Photo Ragnhild Aarnes Holager

ABOUT

My name is Miriam Miranda Martins Hlavatý and I work as a Timani teacher, musicians health-practitioner, MER-practitioner and bodyworker, lecturer, pianist and curator of music. I grew up in Bærum, Norway with a Norwegian mother and Czech father and, in addition to an intermediate subject in classical archaeology, I hold a bachelor in performance and a Masters in applied music theory from The Norwegian Academy of Music.

I work as an institute teacher at the Musician´s Health and Movement Institute in Oslo at the 3-year online certification in Timani and I am also a certified Restorative Exercise specialist of Nutritious Movement™  in addition to being a certified bodyworker in Myofascial Energetic Release (MER).

Music has been a part of my essence since the age of 4 when my parents introduced me to the world of classical music through the ballet Swan Lake. The piano has been my life long friend for almost as long a time. But growing up in an over-sensitive body with frequent bouts of sickness, chronic pains and playing-related strain injuries also made me keenly aware of how emotional and mental states affect, and is affected by, the physical states of the body. How we are all living within bodies that are carrying the total sum of our life experiences, good and bad, and how this is part of our everyday experiences with our bodies, both as musicians and as human beings.

In order to change something we need understanding and understanding comes through the ability to listen.

In my work as a musician, lecturer and composer listening playes a crucial part, and one of my goals is to equip the audience with pathways into different musical landscapes. This has so far resulted in lectures and concert lectures centered around musical perception and different forms of listening strategies from the field of Sonology as well as musical history.

photo: Ragnhild Aarnes Holager

Timani

As a Timani teacher I give private lessons and lectures/workshops live and online both in Norway and abroad, and have held workshops in Timani and mental health for musicians in Germany, Denmark, Sweeden, England, Finland, and Singapore. I have been a guest teacher in work-physiology at the Conservatory of Music in Tromsø and I give an annual lecture in performance practice and self-regulation at NTNU in Trondheim. I also teach piano privately and have been a piano teacher at the NLA University College in Oslo.

Due to previous experiences with lengthy strain injuries and tendinitis my main focus as a teacher is to work towards the ability to use the body in a differentiated, conscious manner and to support the student which knowledge nessesary for any musician wanting their body to last through their entire career. There is nothing more detrimental for a musician than being hindered from playing due to pain or injuries, and I am happy to be able to offer a method which allows the act of playing to become a strengthening, rather than a straining experience. This is the method which allowed me to return to the piano after 20 years of cronic playing-induced tendinitis.

photo: Oda Hveem

PLAYING

As a pianist and lecturer my focus is on the art of listening: musical comprehension and active listening, listening intentions and musical perception. My repertoire often consists of contemporary piano music with a focus on alternative instrumental techniques that uses the inner parts of the instrument (strings, beams, soundboard etc.) as well as improvisation. I also uses composition as a means to explore the piano as a modern sound-exploring instrument. For some samples of what I do musically you can go to this page

 

 

 

 

 

 

Photo: Ragnhild Aarnes Holager

LISTENING

The master thesis The development of form-awareness by means of aural Sonology explores the development of form-awareness in musicians and is centred around the topics of musical perception, awareness and active listening strategies as a means of enhancing the listening experience, particularly regarding the perception and presentation of contemporary music.

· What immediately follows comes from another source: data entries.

//! juju-env – WebSocket environment client for an orchestration backend
//!
//! This crate implements the client side of a management console's
//! conversation with its backend:
//! - A connection manager owning one WebSocket (or in-memory) channel
//! - Request/response correlation with exactly-once callbacks
//! - Routing of unsolicited push notifications to subscribers
//! - Adapters for the go and python backend wire dialects

#![warn(missing_docs)]
#![warn(rust_2018_idioms)]

/// Environment client modules
pub mod env;

// Re-export key types for convenience
pub use env::{Dialect, EnvError, Environment, EnvironmentConfig, Operation};

/// Current version of the client
pub const VERSION: &str = env!("CARGO_PKG_VERSION");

 The thesis is based on the subject Aural Sonology, developed by the Norwegian composer Lasse Thoresen, a subject which works as a foundation for much of my work as curator of music with a particular emphasis on listening.

WRITING

I contribute as a music writer in the Norwegian web magazine audiophile.no where I write about topics that concerns the listening experience and listening with and without filters.

In my blog: The listening experience, the art of mindful focus I write about listening, art, musical awareness, vanishing soundscapes, inflatable gutiars and instruments of wonder, biomechanics, Music as a political weapon, neurology, literary experiments and other fascinating topics. Some of these articles are also published in an English translation.

To sum up with a flare: I am also the proud little sister of the Norwegian TV-puppet Titten-Tei, made by my father the Czech puppet maker, scenographer and stage director Karel Hlavatý and  costumed by my mother, Nina Martins, expressive art therapist, writer and maker of soul chairs and curiosities.